Tandem Smashes Crowdfunding Target In Minutes
Due to the high demand from investors to get involved with this London Fintech company, Seedrs experienced a glitch on their site. Another digital challenger bank, Mondo experienced something similar when it raised £1 million in just 96 seconds!
Tandem revealed ahead of their crowdfunding campaign that it has so far raised £22m from high profile investors such as eBay founder Pierre Omidyar and several Silicon Valley venture capital firms.
The surge in investor interest in challenger banks just goes to show how people still have a distrust of high street banks and are seeking an alternative. A fintech revolution could be upon us.
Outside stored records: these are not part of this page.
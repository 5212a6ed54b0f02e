//! Record normalizer: turns one raw history record into a speaker/text pair.
//!
//! Histories come from several historical writers, none of which tag their
//! format. The normalizer sniffs the shape of each record against
//! [`RECORD_SHAPES`], a table checked top to bottom. The first shape whose
//! test passes decides the outcome, even when it then yields no text.
//!
//! Field tests use the truthiness rules of the data's producers: `null`,
//! `false`, `0` and `""` are falsy, everything else (including `[]` and `{}`)
//! is truthy.

use serde_json::{Map, Value};

use crate::models::{NormalizedMessage, RawRecord, Speaker};

/// Outcome of normalizing one record
#[derive(Debug, Clone, PartialEq, Eq)]
pub enum NormalizedRecord {
    Message(NormalizedMessage),
    /// A combined `user`/`assistant` record: opens an interaction and may
    /// answer it in the same step
    Exchange { customer: String, agent: Option<String> },
}

/// How a matched object shape is turned into a normalized record
#[derive(Debug, Clone, Copy)]
enum ShapeRule {
    /// `field` is truthy; its value is the text of a fixed speaker
    Fixed { field: &'static str, speaker: Speaker },
    /// `tag` and `text` are both truthy; `tag` decides the speaker
    Tagged { tag: &'static str, text: &'static str },
    /// `user` is truthy; `assistant` optionally answers it
    Exchange { user: &'static str, assistant: &'static str },
}

/// A named object shape, in priority order
#[derive(Debug, Clone, Copy)]
pub struct RecordShape {
    pub name: &'static str,
    rule: ShapeRule,
}

/// Recognized object shapes. Plain strings are checked before all of these.
pub const RECORD_SHAPES: &[RecordShape] = &[
    RecordShape {
        name: "customer",
        rule: ShapeRule::Fixed { field: "customer", speaker: Speaker::Customer },
    },
    RecordShape {
        name: "ai_agent",
        rule: ShapeRule::Fixed { field: "ai_agent", speaker: Speaker::Agent },
    },
    RecordShape { name: "role/content", rule: ShapeRule::Tagged { tag: "role", text: "content" } },
    RecordShape { name: "type/text", rule: ShapeRule::Tagged { tag: "type", text: "text" } },
    RecordShape {
        name: "sender/message",
        rule: ShapeRule::Tagged { tag: "sender", text: "message" },
    },
    RecordShape { name: "from/text", rule: ShapeRule::Tagged { tag: "from", text: "text" } },
    RecordShape {
        name: "user/assistant",
        rule: ShapeRule::Exchange { user: "user", assistant: "assistant" },
    },
];

impl RecordShape {
    fn matches(&self, object: &Map<String, Value>) -> bool {
        match self.rule {
            ShapeRule::Fixed { field, .. } => truthy_field(object, field).is_some(),
            ShapeRule::Tagged { tag, text } => {
                truthy_field(object, tag).is_some() && truthy_field(object, text).is_some()
            }
            ShapeRule::Exchange { user, .. } => truthy_field(object, user).is_some(),
        }
    }

    fn extract(&self, object: &Map<String, Value>) -> Option<NormalizedRecord> {
        match self.rule {
            ShapeRule::Fixed { field, speaker } => {
                let text = truthy_field(object, field).and_then(value_text)?;
                Some(NormalizedRecord::Message(NormalizedMessage { speaker, text }))
            }
            ShapeRule::Tagged { tag, text } => {
                let speaker = match truthy_field(object, tag)? {
                    Value::String(tag) => Speaker::from_tag(tag),
                    _ => Speaker::Agent,
                };
                let text = truthy_field(object, text).and_then(value_text)?;
                Some(NormalizedRecord::Message(NormalizedMessage { speaker, text }))
            }
            ShapeRule::Exchange { user, assistant } => {
                let customer = truthy_field(object, user).and_then(value_text)?;
                let agent = truthy_field(object, assistant).and_then(value_text);
                Some(NormalizedRecord::Exchange { customer, agent })
            }
        }
    }
}

/// Normalize one record.
///
/// `position` is the record's index in its history and only matters for
/// bare strings, which alternate customer (even) and agent (odd).
/// Returns `None` for records that cannot contribute a message.
pub fn normalize(record: &RawRecord, position: usize) -> Option<NormalizedRecord> {
    match record {
        Value::String(text) if !text.is_empty() => {
            let speaker = if position % 2 == 0 { Speaker::Customer } else { Speaker::Agent };
            Some(NormalizedRecord::Message(NormalizedMessage { speaker, text: text.clone() }))
        }
        Value::Object(object) => {
            let shape = matching_shape(object)?;
            shape.extract(object)
        }
        _ => None,
    }
}

/// First shape in [`RECORD_SHAPES`] that an object satisfies
pub fn matching_shape(object: &Map<String, Value>) -> Option<&'static RecordShape> {
    RECORD_SHAPES.iter().find(|shape| shape.matches(object))
}

/// Read `result` and `timestamp` annotations from a record, when it carries them
pub fn record_annotations(
    record: &RawRecord,
) -> (Option<String>, Option<chrono::DateTime<chrono::Utc>>) {
    let Value::Object(object) = record else {
        return (None, None);
    };

    let result = truthy_field(object, "result").and_then(value_text);
    let timestamp = truthy_field(object, "timestamp")
        .and_then(|value| crate::parsers::deserializers::parse_timestamp_value(value).ok());

    (result, timestamp)
}

/// Short preview of a history for conversation pickers
pub fn conversation_preview(history: &[RawRecord]) -> String {
    const PREVIEW_FIELDS: [&str; 6] = ["customer", "ai_agent", "content", "text", "message", "user"];

    let preview = match history.first() {
        Some(Value::Object(object)) => PREVIEW_FIELDS
            .iter()
            .find_map(|field| truthy_field(object, field).and_then(value_text)),
        Some(Value::String(text)) if !text.is_empty() => Some(text.clone()),
        _ => None,
    };

    preview.unwrap_or_else(|| "No preview available".to_string())
}

pub fn is_truthy(value: &Value) -> bool {
    match value {
        Value::Null => false,
        Value::Bool(b) => *b,
        Value::Number(n) => n.as_f64().is_some_and(|f| f != 0.0),
        Value::String(s) => !s.is_empty(),
        Value::Array(_) | Value::Object(_) => true,
    }
}

fn truthy_field<'a>(object: &'a Map<String, Value>, field: &str) -> Option<&'a Value> {
    object.get(field).filter(|value| is_truthy(value))
}

/// Display text of a field value, `None` when nothing readable remains.
///
/// Arrays are treated as content-part lists: string parts and the `text` of
/// object parts are joined with newlines.
pub fn value_text(value: &Value) -> Option<String> {
    let text = match value {
        Value::Null | Value::Bool(false) => return None,
        Value::String(s) => s.clone(),
        Value::Bool(true) => "true".to_string(),
        Value::Number(n) => n.to_string(),
        Value::Array(parts) => {
            let texts: Vec<&str> = parts
                .iter()
                .filter_map(|part| match part {
                    Value::String(s) => Some(s.as_str()),
                    Value::Object(object) => object.get("text").and_then(Value::as_str),
                    _ => None,
                })
                .filter(|s| !s.is_empty())
                .collect();
            texts.join("\n")
        }
        Value::Object(_) => value.to_string(),
    };

    if text.is_empty() { None } else { Some(text) }
}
Nantwich Honey Brand Smashes Crowdfunding Target
A crowdfunding story which is close to home! Haughton Honey have smashed their £80,000 crowdfunding target and have collected over £120,000 in investments.
As mentioned in the Crewe Chronicle, over 200 investors backed the six-week campaign which was launched to support the next stage in Haughton Honey’s growth.
The Nantwich based company promoted their crowdfunding campaign on Crowdcube, gained an interest from retailers and as a result, eight independent retailers from the Midlands and East Anglia have secured a deal to stock their honey.
The money raised from the crowdfunding campaign be will used to recruit more bee farmers, expand markets as well as promoting the brand, which was launched in 2014.
Image source : Crewe Chronicle
Australian Crowdfunding Legislation Could Be Top of the List After Elections
We’ve covered Australian crowdfunding in our blogs on a few occasions, back in our crowdfunding news blog from late April (view here) we mentioned about the Crowd-Sourced Funding bill, which was Australia’s push for a legislative update for investment crowdfunding regulations, silently died.
However, the bill could be reborn as the country is in the midst of an election with the Turnbull government fighting to control the reigns of government.
As mentioned in previous blog posts on the issue, although some parties are against the crowdfunding bill,there appears to be broad support to move forward on equity crowdfunding legislation later this year (as mentioned by Crowdfund Insider).
Equitise, an investment platform that operates in Australia and New Zealand respectively, mentioned in Crowdfund Insider that a new framework for crowdfunding may be one of the first bills to pass following the election.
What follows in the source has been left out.